**Raw data**
▽

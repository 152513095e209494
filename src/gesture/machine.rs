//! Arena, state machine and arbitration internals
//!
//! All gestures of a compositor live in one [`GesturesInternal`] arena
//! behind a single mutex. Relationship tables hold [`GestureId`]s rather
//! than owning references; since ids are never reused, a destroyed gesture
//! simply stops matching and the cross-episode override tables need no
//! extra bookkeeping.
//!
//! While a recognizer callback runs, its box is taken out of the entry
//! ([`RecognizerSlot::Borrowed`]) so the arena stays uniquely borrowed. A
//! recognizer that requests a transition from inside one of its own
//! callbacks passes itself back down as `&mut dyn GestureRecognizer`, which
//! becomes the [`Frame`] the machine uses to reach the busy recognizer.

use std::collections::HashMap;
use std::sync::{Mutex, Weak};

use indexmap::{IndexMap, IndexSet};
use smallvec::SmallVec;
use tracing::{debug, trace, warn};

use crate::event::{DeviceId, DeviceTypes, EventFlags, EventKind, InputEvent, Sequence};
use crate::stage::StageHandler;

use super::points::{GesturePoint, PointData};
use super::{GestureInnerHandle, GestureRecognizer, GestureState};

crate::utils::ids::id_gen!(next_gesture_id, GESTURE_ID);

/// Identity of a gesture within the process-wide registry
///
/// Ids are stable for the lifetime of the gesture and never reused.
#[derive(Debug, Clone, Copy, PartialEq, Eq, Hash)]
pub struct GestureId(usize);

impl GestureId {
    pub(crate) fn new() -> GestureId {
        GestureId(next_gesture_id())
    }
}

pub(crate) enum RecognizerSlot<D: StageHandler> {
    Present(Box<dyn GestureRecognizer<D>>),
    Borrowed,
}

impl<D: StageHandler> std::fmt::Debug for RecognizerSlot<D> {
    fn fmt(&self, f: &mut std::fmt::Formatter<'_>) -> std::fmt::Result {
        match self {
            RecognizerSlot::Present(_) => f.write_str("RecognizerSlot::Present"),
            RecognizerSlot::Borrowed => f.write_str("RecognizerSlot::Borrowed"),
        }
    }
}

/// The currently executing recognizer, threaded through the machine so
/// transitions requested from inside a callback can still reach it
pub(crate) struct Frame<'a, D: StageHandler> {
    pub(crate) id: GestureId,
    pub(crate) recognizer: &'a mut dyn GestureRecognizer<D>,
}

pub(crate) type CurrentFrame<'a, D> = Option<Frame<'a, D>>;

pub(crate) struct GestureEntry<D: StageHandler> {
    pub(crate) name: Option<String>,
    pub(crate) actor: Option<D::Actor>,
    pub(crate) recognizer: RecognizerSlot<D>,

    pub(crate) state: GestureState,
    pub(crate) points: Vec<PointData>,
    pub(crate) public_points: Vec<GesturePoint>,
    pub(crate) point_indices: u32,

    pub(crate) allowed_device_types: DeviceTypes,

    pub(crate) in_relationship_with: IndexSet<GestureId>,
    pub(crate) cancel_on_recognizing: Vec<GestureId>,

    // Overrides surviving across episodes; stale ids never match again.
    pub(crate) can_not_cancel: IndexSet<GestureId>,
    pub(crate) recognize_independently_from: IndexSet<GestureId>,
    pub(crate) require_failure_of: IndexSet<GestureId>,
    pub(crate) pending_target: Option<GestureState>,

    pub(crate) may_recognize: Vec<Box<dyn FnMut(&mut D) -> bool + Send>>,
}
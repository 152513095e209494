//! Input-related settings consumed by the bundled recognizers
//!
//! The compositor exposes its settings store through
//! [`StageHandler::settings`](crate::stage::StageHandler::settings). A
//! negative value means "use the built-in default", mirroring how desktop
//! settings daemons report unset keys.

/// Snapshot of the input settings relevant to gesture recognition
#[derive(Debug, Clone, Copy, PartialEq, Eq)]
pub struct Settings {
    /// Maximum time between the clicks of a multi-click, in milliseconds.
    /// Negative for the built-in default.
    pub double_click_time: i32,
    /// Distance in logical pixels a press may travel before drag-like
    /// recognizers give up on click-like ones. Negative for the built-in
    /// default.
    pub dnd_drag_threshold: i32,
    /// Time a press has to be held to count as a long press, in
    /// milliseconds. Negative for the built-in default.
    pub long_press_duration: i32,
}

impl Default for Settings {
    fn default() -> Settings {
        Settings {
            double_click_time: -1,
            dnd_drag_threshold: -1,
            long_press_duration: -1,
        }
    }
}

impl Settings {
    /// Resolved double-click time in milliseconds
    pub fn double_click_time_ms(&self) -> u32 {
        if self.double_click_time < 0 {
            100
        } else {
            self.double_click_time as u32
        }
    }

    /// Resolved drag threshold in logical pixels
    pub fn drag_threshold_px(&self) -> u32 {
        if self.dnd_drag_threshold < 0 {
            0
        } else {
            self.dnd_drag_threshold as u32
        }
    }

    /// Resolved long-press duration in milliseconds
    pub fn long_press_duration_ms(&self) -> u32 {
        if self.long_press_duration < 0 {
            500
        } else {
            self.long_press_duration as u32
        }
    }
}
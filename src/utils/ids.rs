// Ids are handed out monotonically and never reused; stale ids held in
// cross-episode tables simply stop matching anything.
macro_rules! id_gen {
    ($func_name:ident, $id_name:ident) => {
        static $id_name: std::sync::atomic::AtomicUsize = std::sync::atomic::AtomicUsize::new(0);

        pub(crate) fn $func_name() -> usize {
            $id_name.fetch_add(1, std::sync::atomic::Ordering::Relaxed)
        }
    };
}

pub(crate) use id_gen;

△
▽

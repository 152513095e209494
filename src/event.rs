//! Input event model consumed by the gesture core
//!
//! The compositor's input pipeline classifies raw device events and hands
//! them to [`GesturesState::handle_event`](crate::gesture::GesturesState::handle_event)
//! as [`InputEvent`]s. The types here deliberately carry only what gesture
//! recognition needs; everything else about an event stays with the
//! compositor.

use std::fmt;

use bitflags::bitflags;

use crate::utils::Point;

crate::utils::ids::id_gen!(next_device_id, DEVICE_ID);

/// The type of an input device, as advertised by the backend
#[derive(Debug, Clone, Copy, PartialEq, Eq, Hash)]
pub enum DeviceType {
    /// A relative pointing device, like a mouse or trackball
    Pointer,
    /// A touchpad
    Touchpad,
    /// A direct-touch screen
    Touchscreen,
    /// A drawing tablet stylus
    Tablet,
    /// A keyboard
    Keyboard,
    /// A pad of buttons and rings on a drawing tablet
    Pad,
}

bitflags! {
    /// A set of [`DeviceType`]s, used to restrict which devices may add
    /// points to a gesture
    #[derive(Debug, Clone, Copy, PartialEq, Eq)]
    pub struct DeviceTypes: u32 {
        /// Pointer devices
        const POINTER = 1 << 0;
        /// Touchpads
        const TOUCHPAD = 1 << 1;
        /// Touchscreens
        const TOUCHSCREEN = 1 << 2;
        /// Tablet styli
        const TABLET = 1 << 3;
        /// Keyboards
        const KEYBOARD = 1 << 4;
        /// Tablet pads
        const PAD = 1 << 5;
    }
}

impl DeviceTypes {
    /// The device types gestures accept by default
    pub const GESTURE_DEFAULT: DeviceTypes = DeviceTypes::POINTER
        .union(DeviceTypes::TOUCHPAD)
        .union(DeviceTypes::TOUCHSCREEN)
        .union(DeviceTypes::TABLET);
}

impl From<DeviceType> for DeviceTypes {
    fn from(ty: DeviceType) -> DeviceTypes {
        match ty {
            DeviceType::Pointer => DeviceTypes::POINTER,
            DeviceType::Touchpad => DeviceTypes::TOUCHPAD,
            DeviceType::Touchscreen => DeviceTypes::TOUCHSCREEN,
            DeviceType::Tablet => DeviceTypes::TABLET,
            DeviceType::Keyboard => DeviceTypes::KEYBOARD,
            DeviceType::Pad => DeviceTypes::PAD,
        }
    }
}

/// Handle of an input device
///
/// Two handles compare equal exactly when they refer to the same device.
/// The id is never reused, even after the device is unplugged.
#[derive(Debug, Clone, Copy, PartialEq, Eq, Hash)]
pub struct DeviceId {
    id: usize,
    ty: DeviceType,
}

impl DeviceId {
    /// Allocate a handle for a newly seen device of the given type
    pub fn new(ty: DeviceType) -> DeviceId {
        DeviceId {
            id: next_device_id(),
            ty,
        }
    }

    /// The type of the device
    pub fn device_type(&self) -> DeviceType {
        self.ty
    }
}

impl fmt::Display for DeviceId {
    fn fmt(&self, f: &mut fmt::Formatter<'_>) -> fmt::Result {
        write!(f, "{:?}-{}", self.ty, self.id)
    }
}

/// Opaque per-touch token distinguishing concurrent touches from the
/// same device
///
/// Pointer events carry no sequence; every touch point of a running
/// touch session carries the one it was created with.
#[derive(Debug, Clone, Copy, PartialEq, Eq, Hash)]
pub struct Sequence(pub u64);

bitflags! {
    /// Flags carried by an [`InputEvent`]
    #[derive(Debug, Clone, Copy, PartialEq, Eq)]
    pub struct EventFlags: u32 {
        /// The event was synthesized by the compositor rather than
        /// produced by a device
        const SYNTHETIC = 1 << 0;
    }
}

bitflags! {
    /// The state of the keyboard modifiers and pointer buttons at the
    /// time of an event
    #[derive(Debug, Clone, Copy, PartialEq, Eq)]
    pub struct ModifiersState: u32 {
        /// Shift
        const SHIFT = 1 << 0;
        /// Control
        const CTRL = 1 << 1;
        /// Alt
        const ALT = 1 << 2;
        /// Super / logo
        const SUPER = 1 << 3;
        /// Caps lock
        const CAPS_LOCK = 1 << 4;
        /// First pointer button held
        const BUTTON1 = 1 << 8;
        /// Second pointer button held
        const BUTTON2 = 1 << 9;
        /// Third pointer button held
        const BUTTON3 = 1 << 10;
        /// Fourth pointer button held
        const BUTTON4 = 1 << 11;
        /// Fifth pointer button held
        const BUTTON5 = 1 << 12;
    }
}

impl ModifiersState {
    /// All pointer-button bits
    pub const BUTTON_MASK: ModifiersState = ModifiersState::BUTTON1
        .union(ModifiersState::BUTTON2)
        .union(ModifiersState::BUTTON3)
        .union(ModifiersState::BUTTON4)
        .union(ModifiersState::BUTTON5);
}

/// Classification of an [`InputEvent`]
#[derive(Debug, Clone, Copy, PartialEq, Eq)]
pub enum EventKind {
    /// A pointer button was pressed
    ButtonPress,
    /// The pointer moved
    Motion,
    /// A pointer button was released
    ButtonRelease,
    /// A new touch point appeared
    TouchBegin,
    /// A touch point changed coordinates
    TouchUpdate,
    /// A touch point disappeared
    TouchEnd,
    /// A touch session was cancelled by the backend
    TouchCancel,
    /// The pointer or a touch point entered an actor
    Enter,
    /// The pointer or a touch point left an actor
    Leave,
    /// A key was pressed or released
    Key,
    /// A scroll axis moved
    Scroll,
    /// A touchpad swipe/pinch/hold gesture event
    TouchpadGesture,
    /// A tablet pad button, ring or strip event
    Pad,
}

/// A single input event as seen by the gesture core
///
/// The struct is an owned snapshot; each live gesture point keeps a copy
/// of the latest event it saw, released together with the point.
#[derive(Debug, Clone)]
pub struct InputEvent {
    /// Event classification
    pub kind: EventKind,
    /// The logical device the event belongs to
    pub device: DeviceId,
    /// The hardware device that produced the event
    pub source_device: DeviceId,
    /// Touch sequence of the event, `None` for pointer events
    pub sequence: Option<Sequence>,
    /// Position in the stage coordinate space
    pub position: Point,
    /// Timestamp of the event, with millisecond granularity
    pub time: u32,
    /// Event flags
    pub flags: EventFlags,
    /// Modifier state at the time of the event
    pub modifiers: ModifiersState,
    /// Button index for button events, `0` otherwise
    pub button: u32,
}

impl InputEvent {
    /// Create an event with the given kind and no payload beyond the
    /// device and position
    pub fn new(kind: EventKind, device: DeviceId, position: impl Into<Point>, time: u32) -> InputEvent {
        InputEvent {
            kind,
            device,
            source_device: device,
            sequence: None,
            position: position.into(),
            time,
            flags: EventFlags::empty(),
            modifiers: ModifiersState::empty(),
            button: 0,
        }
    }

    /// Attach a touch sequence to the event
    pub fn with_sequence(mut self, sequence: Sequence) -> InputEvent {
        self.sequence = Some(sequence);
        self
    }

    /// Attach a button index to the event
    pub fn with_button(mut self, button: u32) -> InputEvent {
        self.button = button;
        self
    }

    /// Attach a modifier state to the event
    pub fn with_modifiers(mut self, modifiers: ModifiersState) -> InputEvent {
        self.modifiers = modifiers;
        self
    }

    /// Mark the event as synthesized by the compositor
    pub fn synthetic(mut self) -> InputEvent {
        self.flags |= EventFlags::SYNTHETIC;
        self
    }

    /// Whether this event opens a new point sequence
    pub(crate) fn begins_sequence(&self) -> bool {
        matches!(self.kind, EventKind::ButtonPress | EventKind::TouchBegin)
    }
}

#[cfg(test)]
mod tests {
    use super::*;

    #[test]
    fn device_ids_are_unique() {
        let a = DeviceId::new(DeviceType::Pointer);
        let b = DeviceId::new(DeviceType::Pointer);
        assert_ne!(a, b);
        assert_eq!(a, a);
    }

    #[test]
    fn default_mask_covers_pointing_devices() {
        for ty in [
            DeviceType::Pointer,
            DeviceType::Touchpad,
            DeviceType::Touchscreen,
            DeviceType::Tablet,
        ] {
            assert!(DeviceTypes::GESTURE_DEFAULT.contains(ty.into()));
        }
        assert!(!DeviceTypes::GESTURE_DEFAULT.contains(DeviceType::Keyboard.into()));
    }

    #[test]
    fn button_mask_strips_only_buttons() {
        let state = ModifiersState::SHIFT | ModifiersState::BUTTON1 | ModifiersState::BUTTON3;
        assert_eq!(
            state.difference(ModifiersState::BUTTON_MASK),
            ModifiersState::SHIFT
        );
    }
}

△

For every line of the records with the string "sync", add one to a tally; give the final tally alone.

**Task output**
3